La loi de 2010 sur les enfants est une loi spéciale qui restreint le droit public, conformément à la
Convention des Nations Unies signée par le Soudan. La Convention est incorporée dans la législation
soudanaise. L’article (6)/(1) (3) (4) de la loi sur l’interprétation des lois et les dispositions générales de
1974 stipule que l’interprétation des dispositions de la loi pour atteindre le but pour lequel elle a été
créée et, dans tous les cas, interpréter l'interprétation qui permet d'atteindre l'objectif. Les dispositions
de la loi subséquente prévalent sur la loi précédente dans la mesure où ce conflit est réglé. Toute loi ou
disposition spéciale de toute matière figurant dans une loi est réputée être une exception à toute loi
générale ou disposition de toute loi régissant cette affaire. La loi de 2010 sur les enfants est la loi sur les
enfants, qui a été promulguée et a essentiellement commencé à s'appliquer au jeune adulte (un
délinquant ou une victime), ainsi que la loi pénale de 1991. Selon l'explication juridique des règles
d'interprétation, les dispositions de l'article 4 relatives au mineur immature et de l'article 3 du Code
pénal de 1991 prévalent car il s'agit d'une exception à ces dispositions. L’article 3 de la loi de 2010 sur
l’enfant prévoit l’état de droit. En vertu de l'article 3 de la loi de 1983 sur les origines des jugements
judiciaires, les textes législatifs ne peuvent être interprétés de manière catégorique car il n'y a pas
d'effort d'interprétation avec clarté du texte. L'article 4 de la loi de 2010 sur les enfants est concluant.
L'enfant non-adulte à moins de 18 ans. Par conséquent, rien ne justifie de se retirer du Code pénal, car
la loi sur l'enfance définit une personne comme une personne de plus de 18 ans. La Cour nationale
suprême a adopté cette approche et l'a reprise dans bon nombre de ses dispositions, notamment :
Le gouvernement de Soudan
MA/FG/446/2013
La loi applicable, qui a statué, est la loi de 2010 sur les enfants et que, par conséquent, la peine de mort
ne peut pas être infligée à une personne de moins de 18 ans.

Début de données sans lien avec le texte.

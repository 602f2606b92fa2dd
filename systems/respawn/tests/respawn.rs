use glam::Vec3;
use last_stand_core::{Command, Event, PlayerIdentity, PlayerRecord, PlayerRegistry, RejoinError};
use last_stand_system_respawn::{Respawn, RespawnConfig, RespawnSummary};
use last_stand_world::{self as world, query, World};
use rand::SeedableRng;
use rand_chacha::ChaCha8Rng;

fn identity(slot: u32) -> PlayerIdentity {
    PlayerIdentity::new(slot, format!("pad-{slot}"), "gamepad")
}

fn session(positions: &[Vec3]) -> World {
    let mut world = World::new();
    let mut events = Vec::new();
    for (slot, position) in positions.iter().enumerate() {
        world::apply(
            &mut world,
            Command::JoinPlayer {
                identity: identity(slot as u32),
                position: *position,
            },
            &mut events,
        );
    }
    world
}

fn down(world: &mut World, slot: u32) {
    let mut events = Vec::new();
    world::apply(world, Command::DownPlayer { slot }, &mut events);
}

#[test]
fn downed_players_respawn_next_to_a_standing_teammate() {
    let anchor = Vec3::new(10.0, 0.0, -4.0);
    let mut world = session(&[anchor, Vec3::new(-30.0, 0.0, 0.0)]);
    down(&mut world, 1);

    let respawn = Respawn::new(RespawnConfig::default());
    let mut rng = ChaCha8Rng::seed_from_u64(17);
    let mut events = Vec::new();
    let summary = respawn.process(5, world.collaborators().players, &mut rng, &mut events);

    assert_eq!(
        summary,
        RespawnSummary {
            respawned: 1,
            skipped: 0,
            granted: 1500,
        }
    );

    let players = query::players(&world);
    let revived = players
        .iter()
        .find(|player| player.identity.slot() == 1)
        .expect("slot 1 respawned");
    assert!(revived.alive);
    assert_eq!(revived.points, 1500);
    assert!(revived.position.distance(anchor) <= 2.0 + 1e-4);
    assert_eq!(revived.position.y, 0.0);

    match events.as_slice() {
        [Event::PlayerRespawned {
            slot: 1,
            position,
            granted: 1500,
        }] => assert_eq!(*position, revived.position),
        other => panic!("unexpected events: {other:?}"),
    }
}

#[test]
fn players_above_the_minimum_keep_their_points() {
    let mut world = session(&[Vec3::ZERO, Vec3::ZERO]);
    world.collaborators().players.grant_points(&identity(1), 4_000);
    down(&mut world, 1);

    let respawn = Respawn::new(RespawnConfig::default());
    let mut rng = ChaCha8Rng::seed_from_u64(1);
    let mut events = Vec::new();
    let summary = respawn.process(3, world.collaborators().players, &mut rng, &mut events);

    assert_eq!(summary.respawned, 1);
    assert_eq!(summary.granted, 0);
    let revived = query::players(&world)
        .into_iter()
        .find(|player| player.identity.slot() == 1)
        .expect("slot 1 respawned");
    assert_eq!(revived.points, 4_000);
}

#[test]
fn wipe_respawns_everyone_around_the_default_spawn() {
    let spawn = Vec3::new(50.0, 0.0, 50.0);
    let mut world = session(&[Vec3::ZERO, Vec3::ZERO, Vec3::ZERO]);
    world.set_player_spawn(spawn);
    for slot in 0..3 {
        down(&mut world, slot);
    }

    let respawn = Respawn::new(RespawnConfig::default());
    let mut rng = ChaCha8Rng::seed_from_u64(33);
    let mut events = Vec::new();
    let summary = respawn.process(1, world.collaborators().players, &mut rng, &mut events);

    assert_eq!(summary.respawned, 3);
    assert_eq!(summary.granted, 1500);
    for player in query::players(&world) {
        assert!(player.alive);
        assert_eq!(player.points, 500);
        assert!(player.position.distance(spawn) <= 2.0 + 1e-4);
    }
}

#[test]
fn wipe_without_default_spawn_uses_the_origin() {
    let mut world = session(&[Vec3::new(100.0, 0.0, 0.0)]);
    down(&mut world, 0);

    let respawn = Respawn::new(RespawnConfig {
        offset_radius: 0.0,
        ..RespawnConfig::default()
    });
    let mut rng = ChaCha8Rng::seed_from_u64(2);
    let mut events = Vec::new();
    let _ = respawn.process(2, world.collaborators().players, &mut rng, &mut events);

    let players = query::players(&world);
    assert_eq!(players.len(), 1);
    assert_eq!(players[0].position, Vec3::ZERO);
}

#[test]
fn nobody_down_changes_nothing() {
    let mut world = session(&[Vec3::ZERO, Vec3::ONE]);

    let respawn = Respawn::new(RespawnConfig::default());
    let mut rng = ChaCha8Rng::seed_from_u64(4);
    let mut events = Vec::new();
    let summary = respawn.process(7, world.collaborators().players, &mut rng, &mut events);

    assert_eq!(summary, RespawnSummary::default());
    assert!(events.is_empty());
    assert!(query::players(&world).iter().all(|player| player.points == 0));
}

#[test]
fn disabled_respawn_leaves_downed_players_alone() {
    let mut world = session(&[Vec3::ZERO, Vec3::ZERO]);
    down(&mut world, 0);

    let respawn = Respawn::new(RespawnConfig {
        enabled: false,
        ..RespawnConfig::default()
    });
    let mut rng = ChaCha8Rng::seed_from_u64(4);
    let mut events = Vec::new();
    let summary = respawn.process(2, world.collaborators().players, &mut rng, &mut events);

    assert_eq!(summary, RespawnSummary::default());
    let players = query::players(&world);
    assert_eq!(players.len(), 2);
    assert_eq!(players.iter().filter(|player| !player.alive).count(), 1);
}

/// Registry that loses one player's device, so that player can never rejoin.
struct LostDeviceRegistry<'a> {
    inner: &'a mut dyn PlayerRegistry,
    lost: u32,
    destroyed: Vec<u32>,
}

impl PlayerRegistry for LostDeviceRegistry<'_> {
    fn players(&self) -> Vec<PlayerRecord> {
        self.inner.players()
    }

    fn destroy(&mut self, identity: &PlayerIdentity) {
        self.destroyed.push(identity.slot());
        self.inner.destroy(identity);
    }

    fn rejoin(&mut self, identity: &PlayerIdentity) -> Result<PlayerRecord, RejoinError> {
        if identity.slot() == self.lost {
            return Err(RejoinError::UnknownPlayer(identity.slot()));
        }
        self.inner.rejoin(identity)
    }

    fn place(&mut self, identity: &PlayerIdentity, position: Vec3) {
        self.inner.place(identity, position);
    }

    fn grant_points(&mut self, identity: &PlayerIdentity, amount: i64) {
        self.inner.grant_points(identity, amount);
    }

    fn default_spawn(&self) -> Option<Vec3> {
        self.inner.default_spawn()
    }
}

#[test]
fn failed_rejoin_skips_the_player_and_continues() {
    let anchor = Vec3::new(5.0, 0.0, 5.0);
    let mut world = session(&[anchor, Vec3::ZERO, Vec3::ZERO]);
    down(&mut world, 1);
    down(&mut world, 2);

    let respawn = Respawn::new(RespawnConfig::default());
    let mut rng = ChaCha8Rng::seed_from_u64(8);
    let mut events = Vec::new();
    let mut registry = LostDeviceRegistry {
        inner: world.collaborators().players,
        lost: 1,
        destroyed: Vec::new(),
    };

    let summary = respawn.process(4, &mut registry, &mut rng, &mut events);

    assert_eq!(registry.destroyed, vec![1, 2]);
    assert_eq!(
        summary,
        RespawnSummary {
            respawned: 1,
            skipped: 1,
            granted: 1250,
        }
    );
    assert_eq!(events.len(), 2);
    assert_eq!(
        events[0],
        Event::RespawnSkipped {
            slot: 1,
            reason: RejoinError::UnknownPlayer(1),
        }
    );
    match events[1] {
        Event::PlayerRespawned {
            slot,
            position,
            granted,
        } => {
            assert_eq!(slot, 2);
            assert_eq!(granted, 1250);
            assert!(position.distance(anchor) <= 2.0 + 1e-4);
        }
        ref other => panic!("expected slot 2 to respawn, got {other:?}"),
    }

    let players = query::players(&world);
    let slots: Vec<u32> = players.iter().map(|player| player.identity.slot()).collect();
    assert_eq!(slots, vec![0, 2]);
    assert!(players.iter().all(|player| player.alive));
}

#[test]
fn config_reads_from_toml_with_defaults() {
    let config: RespawnConfig = toml::from_str("points_per_round = 100").expect("parse respawn");
    assert!(config.enabled);
    assert_eq!(config.base_points, 500);
    assert_eq!(config.points_per_round, 100);
}
//! Gateway connection configuration.

use std::time::Duration;

/// Configuration for the payment gateway client.
///
/// Constructed once at startup and passed into the client explicitly;
/// there is no global configuration state.
#[derive(Debug, Clone)]
pub struct GatewayConfig {
    /// Base URL of the gateway API.
    pub base_url: String,

    /// OAuth client ID for the client-credentials grant.
    pub client_id: String,

    /// OAuth client secret for the client-credentials grant.
    pub client_secret: String,

    /// ISO currency code sent with every charge.
    pub currency: String,

    /// Timeout applied to each gateway HTTP call. The gateway cannot be
    /// trusted to respond promptly, particularly during a 3DS challenge.
    pub request_timeout: Duration,

    /// How many times the token leg is attempted before giving up.
    pub token_attempts: u32,

    /// Initial backoff between token attempts; doubles per retry.
    pub token_backoff: Duration,
}

impl Default for GatewayConfig {
    fn default() -> Self {
        Self {
            base_url: "https://sandbox.wompi.co".to_string(),
            client_id: String::new(),
            client_secret: String::new(),
            currency: "COP".to_string(),
            request_timeout: Duration::from_secs(30),
            token_attempts: 3,
            token_backoff: Duration::from_millis(250),
        }
    }
}
//! Application configuration loaded from environment variables.

use std::time::Duration;

use gateway::GatewayConfig;

/// Server configuration with sensible defaults.
///
/// Reads from environment variables:
/// - `HOST` — bind address (default: `"0.0.0.0"`)
/// - `PORT` — listen port (default: `3000`)
/// - `RUST_LOG` — tracing filter directive (default: `"info"`)
/// - `WOMPI_BASE_URL`, `WOMPI_CLIENT_ID`, `WOMPI_CLIENT_SECRET` — gateway
///   credentials
/// - `WOMPI_CURRENCY` — charge currency (default: `"COP"`)
/// - `WOMPI_TIMEOUT_MS` — per-call gateway timeout (default: `30000`)
#[derive(Debug, Clone)]
pub struct Config {
    pub host: String,
    pub port: u16,
    pub log_level: String,
    pub gateway: GatewayConfig,
}

impl Config {
    /// Loads configuration from environment variables, falling back to
    /// defaults.
    pub fn from_env() -> Self {
        let defaults = GatewayConfig::default();

        Self {
            host: std::env::var("HOST").unwrap_or_else(|_| "0.0.0.0".to_string()),
            port: std::env::var("PORT")
                .ok()
                .and_then(|p| p.parse().ok())
                .unwrap_or(3000),
            log_level: std::env::var("RUST_LOG").unwrap_or_else(|_| "info".to_string()),
            gateway: GatewayConfig {
                base_url: std::env::var("WOMPI_BASE_URL").unwrap_or(defaults.base_url),
                client_id: std::env::var("WOMPI_CLIENT_ID").unwrap_or(defaults.client_id),
                client_secret: std::env::var("WOMPI_CLIENT_SECRET")
                    .unwrap_or(defaults.client_secret),
                currency: std::env::var("WOMPI_CURRENCY").unwrap_or(defaults.currency),
                request_timeout: std::env::var("WOMPI_TIMEOUT_MS")
                    .ok()
                    .and_then(|ms| ms.parse().ok())
                    .map(Duration::from_millis)
                    .unwrap_or(defaults.request_timeout),
                token_attempts: std::env::var("WOMPI_TOKEN_ATTEMPTS")
                    .ok()
                    .and_then(|n| n.parse().ok())
                    .unwrap_or(defaults.token_attempts),
                token_backoff: defaults.token_backoff,
            },
        }
    }

    /// Returns the `"host:port"` bind address string.
    pub fn addr(&self) -> String {
        format!("{}:{}", self.host, self.port)
    }
}

impl Default for Config {
    fn default() -> Self {
        Self {
            host: "0.0.0.0".to_string(),
            port: 3000,
            log_level: "info".to_string(),
            gateway: GatewayConfig::default(),
        }
    }
}
//! Protocol client for the external card-payment gateway.
//!
//! The gateway speaks a two-legged protocol, each leg a plain HTTPS call
//! with no shared transport state:
//! 1. a client-credentials token exchange returning a short-lived bearer
//!    token, and
//! 2. a tokenized charge (direct or 3DS) returning an approval or a
//!    rejection with a reason.
//!
//! The gateway offers no idempotency key of its own; de-duplication is the
//! caller's job (see the checkout crate). This crate only guarantees
//! honest failure classification: transport errors that cannot have
//! reached the gateway are distinguished from ambiguous outcomes that may
//! have.

pub mod client;
pub mod config;
pub mod error;
pub mod mock;
pub mod types;

pub use client::{HttpPaymentGateway, PaymentGateway};
pub use config::GatewayConfig;
pub use error::GatewayError;
pub use mock::InMemoryPaymentGateway;
pub use types::{
    AccessToken, BrowserInfo, ChargeMode, ChargeOutcome, ChargeRequest, DirectCharge,
    ThreeDsCharge,
};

Dans le procès de gouvernement soudanais contre Abdullah Abu Zaido et d’autres
MA/DWK/TG/108/2013
La Cour suprême a statué qu'une personne de moins de 18 ans ne devrait pas être condamnée à une
peine d'emprisonnement car, aux termes de l'article 4 du Code de l'enfance, toute personne de moins
de 18 ans est considérée comme un enfant et l'affaire est donc renvoyée devant le tribunal pour
enfants.
Dans le procès : gouvernement soudanais contre Moujahed Abdullah Adam at d’autres
MA /TG/656/2011 révision 205/2011
La Cour suprême a déclaré que la mesure prescrite pour l'enfant en vertu du droit de l'enfant et non du
droit pénal est que la Cour constitutionnelle a pour objet :
Gouvernement soudanais contre Hassan Othman Jared
MD /KD/81/2006
Le tribunal a décidé d'abolir la peine de mort prononcée devant le visage de l'accusé parce qu'il avait
moins de 18 ans et a ordonné que les papiers soient envoyés au responsable de la justice, qui serait
renvoyés au tribunal sous réserve de la sanction appropriée.